There’s always a debate when it’s time to blame someone. Who is more responsible for a team looking bad – the manager or the players? David Moyes might be over criticized from the day he took the Manchester United job, but his inability to keep this team on its edge and hungry for more, while Wayne Rooney, along with Adnan Januzaj and David de Gea, seem to be the only players not suffering from too many highs & lows in his game.
And even Rooney can’t walk away from the 2-2 draw with Cardiff unscathed. First there was his kicking out at Jordon Mutch which deserved a sending off but only got him booked, and there were those incredible misses, including one right after Cardiff’s late equalizer that should have been a goal. There was something too lenient and lethargic about Manchester United once they held the lead(s), which isn’t the first time we’ve seen such weakness from them.

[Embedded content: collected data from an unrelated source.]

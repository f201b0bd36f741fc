// Copyright (c) 2025 Steve Wagner (ciroque@live.com)
// SPDX-License-Identifier: MIT

//! Message types for pipeline construction and execution events.
//!
//! This module contains message types for logging events related to:
//! * Pipeline construction (after the topology checks pass)
//! * Pipeline run lifecycle (start, completion)
//! * Per-node execution and failure

use crate::observability::messages::StructuredLog;
use std::fmt::{Display, Formatter};
use std::time::Duration;
use tracing::Span;

/// A pipeline passed its construction checks.
///
/// # Log Level
/// `debug!` - Workers build one pipeline per job
///
/// # Example
/// ```
/// use the_conduit::observability::messages::pipeline::PipelineConstructed;
///
/// let msg = PipelineConstructed { node_count: 6 };
/// assert_eq!(msg.to_string(), "Constructed pipeline with 6 nodes");
/// ```
pub struct PipelineConstructed {
    pub node_count: usize,
}

impl Display for PipelineConstructed {
    fn fmt(&self, f: &mut Formatter) -> std::fmt::Result {
        write!(f, "Constructed pipeline with {} nodes", self.node_count)
    }
}

impl StructuredLog for PipelineConstructed {
    fn log(&self) {
        tracing::debug!(node_count = self.node_count, "{}", self);
    }

    fn span(&self, name: &str) -> Span {
        tracing::debug_span!(
            "pipeline_constructed",
            span_name = name,
            node_count = self.node_count,
        )
    }
}

/// A pipeline run started. Its span wraps every node of the run.
///
/// # Log Level
/// `debug!`
pub struct PipelineRunStarted<'a> {
    pub node_count: usize,
    pub input_type: &'a str,
}

impl Display for PipelineRunStarted<'_> {
    fn fmt(&self, f: &mut Formatter) -> std::fmt::Result {
        write!(
            f,
            "Running pipeline of {} nodes on {} input",
            self.node_count, self.input_type
        )
    }
}

impl StructuredLog for PipelineRunStarted<'_> {
    fn log(&self) {
        tracing::debug!(
            node_count = self.node_count,
            input_type = self.input_type,
            "{}", self
        );
    }

    fn span(&self, name: &str) -> Span {
        tracing::info_span!(
            "pipeline_run",
            span_name = name,
            node_count = self.node_count,
            input_type = self.input_type,
        )
    }
}

/// # Log Level
/// `debug!`
pub struct PipelineRunCompleted {
    pub node_count: usize,
    pub duration: Duration,
}

impl Display for PipelineRunCompleted {
    fn fmt(&self, f: &mut Formatter) -> std::fmt::Result {
        write!(
            f,
            "Pipeline of {} nodes completed in {:?}",
            self.node_count, self.duration
        )
    }
}

impl StructuredLog for PipelineRunCompleted {
    fn log(&self) {
        tracing::debug!(
            node_count = self.node_count,
            duration_ms = self.duration.as_millis() as u64,
            "{}", self
        );
    }

    fn span(&self, name: &str) -> Span {
        tracing::debug_span!(
            "pipeline_run_completed",
            span_name = name,
            node_count = self.node_count,
            duration = ?self.duration,
        )
    }
}

/// # Log Level
/// `trace!` - One per node per run
pub struct NodeExecuted<'a> {
    pub label: &'a str,
    pub duration: Duration,
}

impl Display for NodeExecuted<'_> {
    fn fmt(&self, f: &mut Formatter) -> std::fmt::Result {
        write!(f, "{} executed in {:?}", self.label, self.duration)
    }
}

impl StructuredLog for NodeExecuted<'_> {
    fn log(&self) {
        tracing::trace!(
            node = self.label,
            duration_us = self.duration.as_micros() as u64,
            "{}", self
        );
    }

    fn span(&self, name: &str) -> Span {
        tracing::trace_span!(
            "node_executed",
            span_name = name,
            node = self.label,
            duration = ?self.duration,
        )
    }
}

/// A node failed and the run was aborted.
///
/// # Log Level
/// `warn!` - The caller receives the error; this records where it happened
pub struct NodeFailed<'a> {
    pub label: &'a str,
    pub error: &'a dyn std::error::Error,
}

impl Display for NodeFailed<'_> {
    fn fmt(&self, f: &mut Formatter) -> std::fmt::Result {
        write!(f, "{} failed: {}", self.label, self.error)
    }
}

impl StructuredLog for NodeFailed<'_> {
    fn log(&self) {
        tracing::warn!(node = self.label, error = %self.error, "{}", self);
    }

    fn span(&self, name: &str) -> Span {
        tracing::warn_span!(
            "node_failed",
            span_name = name,
            node = self.label,
            error = %self.error,
        )
    }
}
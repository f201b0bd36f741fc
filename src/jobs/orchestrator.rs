// Copyright (c) 2025 Steve Wagner (ciroque@live.com)
// SPDX-License-Identifier: MIT

//! Job intake and result correlation.
//!
//! ## Loop
//! 1. Pop one job with a short timeout and publish it on `jobs.<id>.cfg`
//! 2. Subscribe to `jobs.*.status`, handle at most one message, close the subscription
//! 3. Exit when the stop signal fires, releasing the transport connection
//!
//! Handling one status per iteration bounds the latency of each turn; job
//! publish order still follows enqueue order.

use dashmap::DashMap;
use serde_json::Value;
use std::sync::atomic::{AtomicBool, AtomicU64, Ordering};
use std::sync::Arc;
use tokio::sync::{mpsc, Mutex};
use tokio_util::sync::CancellationToken;
use tracing::Instrument;
use uuid::Uuid;

use super::{cfg_channel, Job, ResultHandle};
use crate::config::consts::{JOB_ID_KEY, JOB_STATUS_PATTERN};
use crate::config::{OrchestratorOptions, PipelineSpec};
use crate::data::Payload;
use crate::errors::JobError;
use crate::observability::messages::jobs::{
    JobDispatchFailed, JobDispatched, JobEnqueued, JobResolved, OrchestratorStarted,
    OrchestratorStopped, StatusIgnored,
};
use crate::observability::messages::StructuredLog;
use crate::traits::Transport;

/// Returned by [`Orchestrator::enqueue`].
#[derive(Debug, Clone)]
pub struct JobTicket {
    pub job_id: Uuid,
    /// Present when a future was requested
    pub result: Option<ResultHandle<Payload>>,
}

pub struct Orchestrator {
    transport: Arc<dyn Transport>,
    options: OrchestratorOptions,
    sender: mpsc::Sender<Job>,
    receiver: Mutex<mpsc::Receiver<Job>>,
    pending: DashMap<String, ResultHandle<Payload>>,
    stop: CancellationToken,
    connected: AtomicBool,
    dispatched: AtomicU64,
}

impl Orchestrator {
    pub fn new(transport: Arc<dyn Transport>, options: OrchestratorOptions) -> Self {
        let (sender, receiver) = mpsc::channel(options.queue_capacity());
        Self {
            transport,
            options,
            sender,
            receiver: Mutex::new(receiver),
            pending: DashMap::new(),
            stop: CancellationToken::new(),
            connected: AtomicBool::new(false),
            dispatched: AtomicU64::new(0),
        }
    }

    /// Queue a job without blocking.
    ///
    /// With `want_future` the ticket carries a handle that resolves to the
    /// worker's final payload.
    pub fn enqueue(
        &self,
        pipeline: impl Into<PipelineSpec>,
        payload: Payload,
        want_future: bool,
    ) -> Result<JobTicket, JobError> {
        if self.stop.is_cancelled() {
            return Err(JobError::QueueClosed);
        }

        let job = Job::new(pipeline.into(), payload);
        let job_id = job.job_id;
        let key = job.id();

        let result = want_future.then(|| {
            let handle = ResultHandle::new();
            self.pending.insert(key.clone(), handle.clone());
            handle
        });

        if let Err(err) = self.sender.try_send(job) {
            self.pending.remove(&key);
            return Err(match err {
                mpsc::error::TrySendError::Full(_) => JobError::QueueFull {
                    capacity: self.options.queue_capacity(),
                },
                mpsc::error::TrySendError::Closed(_) => JobError::QueueClosed,
            });
        }

        JobEnqueued {
            job_id: &key,
            pending: self.pending.len(),
        }
        .log();

        Ok(JobTicket { job_id, result })
    }

    /// Run until [`stop`](Self::stop) is called or the stop handle fires.
    pub async fn run_forever(&self) -> Result<(), JobError> {
        self.transport.connect().await?;
        self.connected.store(true, Ordering::SeqCst);

        let started = OrchestratorStarted {
            transport: self.transport.name(),
            queue_capacity: self.options.queue_capacity(),
        };
        started.log();

        async {
            while !self.stop.is_cancelled() {
                if let Some(job) = self.pop_job().await {
                    self.dispatch(job).await;
                }
                self.collect_one_status().await;
            }
        }
        .instrument(started.span("run_forever"))
        .await;

        self.release_transport().await;
        OrchestratorStopped {
            dispatched: self.dispatched.load(Ordering::SeqCst),
            pending: self.pending.len(),
        }
        .log();
        Ok(())
    }

    /// Stop accepting jobs and release the transport. Idempotent.
    pub async fn stop(&self) {
        self.stop.cancel();
        self.release_transport().await;
    }

    /// External stop signal; cancelling it ends [`run_forever`](Self::run_forever).
    pub fn stop_handle(&self) -> CancellationToken {
        self.stop.clone()
    }

    /// Futures registered and not yet resolved.
    pub fn pending_jobs(&self) -> usize {
        self.pending.len()
    }

    async fn release_transport(&self) {
        if self.connected.swap(false, Ordering::SeqCst) {
            self.transport.close().await;
        }
    }

    async fn pop_job(&self) -> Option<Job> {
        let mut receiver = self.receiver.lock().await;
        tokio::select! {
            _ = self.stop.cancelled() => None,
            popped = tokio::time::timeout(self.options.pop_timeout(), receiver.recv()) => {
                popped.ok().flatten()
            }
        }
    }

    async fn dispatch(&self, job: Job) {
        let key = job.id();
        let channel = cfg_channel(&key);
        let metadata = job.metadata();
        let Payload { data, context } = job.payload;

        match self
            .transport
            .publish(&channel, data, context, metadata, false)
            .await
        {
            Ok(_) => {
                self.dispatched.fetch_add(1, Ordering::SeqCst);
                JobDispatched {
                    job_id: &key,
                    channel: &channel,
                }
                .log();
            }
            Err(err) => {
                self.pending.remove(&key);
                JobDispatchFailed {
                    job_id: &key,
                    error: &err,
                }
                .log();
            }
        }
    }

    async fn collect_one_status(&self) {
        let mut subscription = match self.transport.subscribe(JOB_STATUS_PATTERN).await {
            Ok(subscription) => subscription,
            Err(err) => {
                tracing::debug!(error = %err, "status subscription unavailable");
                return;
            }
        };

        if let Some(mut message) = subscription.next_message().await {
            let job_id = message
                .context
                .get(JOB_ID_KEY)
                .and_then(Value::as_str)
                .map(str::to_string);

            match job_id {
                Some(job_id) => match self.pending.remove(&job_id) {
                    Some((_, handle)) => match handle.resolve(message.payload()) {
                        Ok(()) => JobResolved { job_id: &job_id }.log(),
                        Err(_) => StatusIgnored {
                            channel: &message.channel,
                            reason: "future already resolved",
                        }
                        .log(),
                    },
                    None => StatusIgnored {
                        channel: &message.channel,
                        reason: "no pending future for this job",
                    }
                    .log(),
                },
                None => StatusIgnored {
                    channel: &message.channel,
                    reason: "context has no job_id",
                }
                .log(),
            }
            message.ack();
        }

        subscription.close().await;
    }
}
// Copyright (c) 2025 Steve Wagner (ciroque@live.com)
// SPDX-License-Identifier: MIT

//! Processor implementations for The Conduit.
//!
//! # Available Backends
//!
//! ## Local Backend
//! In-process processors, registered by name through
//! [`LocalProcessorFactory`](local::LocalProcessorFactory):
//! - **Float operations**: multiply, add, divide, format as text
//! - **Text operations**: case conversion, prefix/suffix addition
//! - **Probes**: float value, data type tag
//! - **Sources and sinks**: constant float, float with context, logging sinks
//! - **Context mutators**: `rename:`, `delete:` and `template:` shorthands
//!
//! ## Stub Backend (Test-Only)
//! Processors that fail, panic, lie about their output type or record what
//! they saw. Only compiled for tests.
//!
//! # Example
//! ```rust
//! use the_conduit::config::{NodeConfig, ProcessorRegistry};
//! use the_conduit::data::{Payload, TypedData};
//! use the_conduit::engine::Pipeline;
//!
//! let registry = ProcessorRegistry::with_builtins();
//! let nodes = vec![NodeConfig::new("float_multiply").with_parameter("factor", 2.0)];
//! let mut pipeline = Pipeline::new(&nodes, &registry)?;
//! let out = pipeline.process(Payload::from_data(TypedData::float(3.0)?))?;
//! assert_eq!(out.data.as_float(), Some(6.0));
//! # Ok::<(), Box<dyn std::error::Error>>(())
//! ```

pub mod local;
#[cfg(test)]
pub mod stub;
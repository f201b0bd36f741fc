// Copyright (c) 2025 Steve Wagner (ciroque@live.com)
// SPDX-License-Identifier: MIT

use anyhow::{bail, Context as _, Result};
use std::env;
use std::path::Path;
use std::sync::Arc;
use the_conduit::config::{
    load_pipeline_config, load_runtime_config, PipelineSpec, ProcessorRegistry, RuntimeConfig,
    YamlPipelineLoader,
};
use the_conduit::data::{Payload, TypedData};
use the_conduit::engine::{ExecutorFactory, Pipeline};
use the_conduit::jobs::{Orchestrator, Worker};
use the_conduit::observability::init_tracing;
use the_conduit::traits::Transport;
use the_conduit::transport::InMemoryTransport;

fn usage(program: &str) -> String {
    format!(
        "Usage: {0} <runtime.yaml> <value> [value ...]\n       {0} --inspect <pipeline.yaml>\n\
         Example: {0} configs/runtime.yaml 7 1.5\n\
         Example: {0} --inspect configs/pipelines/scale-and-probe.yaml",
        program
    )
}

#[tokio::main]
async fn main() -> Result<()> {
    init_tracing();

    let args: Vec<String> = env::args().collect();
    let program = args.first().map(String::as_str).unwrap_or("conduit");

    match args.get(1).map(String::as_str) {
        Some("--inspect") if args.len() == 3 => inspect(&args[2]),
        Some(runtime) if args.len() >= 3 && !runtime.starts_with("--") => {
            let values = args[2..]
                .iter()
                .map(|raw| {
                    raw.parse::<f64>()
                        .with_context(|| format!("'{}' is not a number", raw))
                })
                .collect::<Result<Vec<f64>>>()?;
            run(runtime, &values).await
        }
        _ => {
            eprintln!("{}", usage(program));
            std::process::exit(1);
        }
    }
}

/// Print the static inspection report of a pipeline file as JSON.
fn inspect(path: &str) -> Result<()> {
    let nodes = load_pipeline_config(path)?;
    let pipeline = Pipeline::new(&nodes, &ProcessorRegistry::with_builtins())
        .with_context(|| format!("pipeline {} failed its construction checks", path))?;
    println!("{}", serde_json::to_string_pretty(&pipeline.inspect())?);
    Ok(())
}

/// Start an orchestrator and workers on an in-memory transport, run one job
/// per value and print each result.
async fn run(runtime_path: &str, values: &[f64]) -> Result<()> {
    let config: RuntimeConfig = load_runtime_config(runtime_path)?;
    let spec: PipelineSpec = match &config.pipeline {
        Some(spec) => spec.clone(),
        None => bail!("{} does not name a pipeline", runtime_path),
    };

    let base_dir = Path::new(runtime_path)
        .parent()
        .map(Path::to_path_buf)
        .unwrap_or_default();
    let loader = Arc::new(YamlPipelineLoader::with_base_dir(base_dir));
    let registry = Arc::new(ProcessorRegistry::with_builtins());

    // Fail fast on a broken pipeline instead of letting every job time out.
    Pipeline::from_spec(&spec, &registry, loader.as_ref())
        .context("pipeline failed its construction checks")?;

    let transport: Arc<dyn Transport> = Arc::new(InMemoryTransport::new());
    let orchestrator = Arc::new(Orchestrator::new(transport.clone(), config.orchestrator.clone()));

    let mut workers = Vec::new();
    let mut tasks = Vec::new();
    for i in 0..config.worker.count() {
        let worker = Arc::new(Worker::new(
            format!("worker-{}", i),
            transport.clone(),
            registry.clone(),
            loader.clone(),
            ExecutorFactory::from_kind(config.executor),
            config.worker.clone(),
        ));
        workers.push(worker.clone());
        tasks.push(tokio::spawn(async move { worker.run().await }));
    }
    let runner = orchestrator.clone();
    tasks.push(tokio::spawn(async move { runner.run_forever().await }));

    let mut tickets = Vec::with_capacity(values.len());
    for value in values {
        let payload = Payload::from_data(TypedData::float(*value)?);
        tickets.push((*value, orchestrator.enqueue(spec.clone(), payload, true)?));
    }

    println!("🚀 The Conduit");
    println!("═══════════════════════════════════");
    println!("Runtime: {}", runtime_path);
    println!("Workers: {} ({:?} executor)", workers.len(), config.executor);
    println!();

    let mut failures = 0;
    for (value, ticket) in tickets {
        let Some(handle) = ticket.result else { continue };
        match handle.wait_timeout(config.result_timeout()).await {
            Ok(result) => {
                println!("✅ {} -> {}", value, serde_json::to_string(&result.data)?);
                println!("   context: {}", serde_json::to_string(&result.context)?);
            }
            Err(err) => {
                failures += 1;
                println!("❌ {} (job {}): {}", value, ticket.job_id, err);
            }
        }
    }

    orchestrator.stop().await;
    for worker in &workers {
        worker.stop();
    }
    for task in tasks {
        task.await??;
    }

    if failures > 0 {
        bail!("{} of {} jobs did not complete", failures, values.len());
    }
    Ok(())
}
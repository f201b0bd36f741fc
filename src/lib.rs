// Copyright (c) 2025 Steve Wagner (ciroque@live.com)
// SPDX-License-Identifier: MIT

pub mod backends;   // processor implementations
pub mod config;     // node config, registry, runtime settings
pub mod data;       // typed data, context, payload
pub mod engine;     // pipeline, nodes, executors
pub mod errors;     // error handling
pub mod jobs;       // orchestrator, worker, result handles
pub mod observability;
pub mod traits;     // unified abstractions
pub mod transport;  // pub/sub backends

David Moyes seems too relaxed when his team has a one goal lead, as if it satisfies him. Too long a manager of a team that doesn’t see away points as something ordinary, his belief in a goal and keeping the lead right away has been hurting Manchester United all season long, but his inability to find an answer to his midfield problem might be just as big.
No Michael Carrick? It looks like Manchester United can’t cope with such an absence, unless they start using Wayne Rooney as a central midfielder, something he absolutely loathes. Tom Cleverley just looks clueless and out of position most of the time, especially when thinking is necessary, and not just running fast to get to a point.
Marouane Fellaini? If it wasn’t for the long list of Tottenham expensive failures, he would be leading the “flop-of-the-season” award list by far. The only thing he’s been able to be good at is physical battles, but central midfielders, especially in a two-man system and even more so those who cost so much money need to be able to do so much more. Manchester United aren’t getting that from the Belgian, who played a much more attacking role for Everton over the last couple of seasons before being plucked out of Goodison Park (tied with Manchester United for 21 points) early this season.
Patrice Evra might have scored a goal, something he’s been doing quite a lot over the last couple of years, but his defending is becoming poorer and poorer. Too bad for a goal here and there to conceal.
Right now, Manchester United are a part of nine-team group separating itself from the rest of the league. Arsenal are league leaders with 28 points, getting a 4-point cushion from Liverpool and Chelsea, who are followed by Manchester City, Southampton, Manchester United, Everton, Newcastle and Tottenham. Even though they’ve gone undefeated in their last four matches, winning four of them, it’s hard to say they’re much better than those teams near them in the table, even if they have their full lineup at the disposal of David Moyes, who doesn’t seem to convinced when you look at him during matches that he knows what to do with them.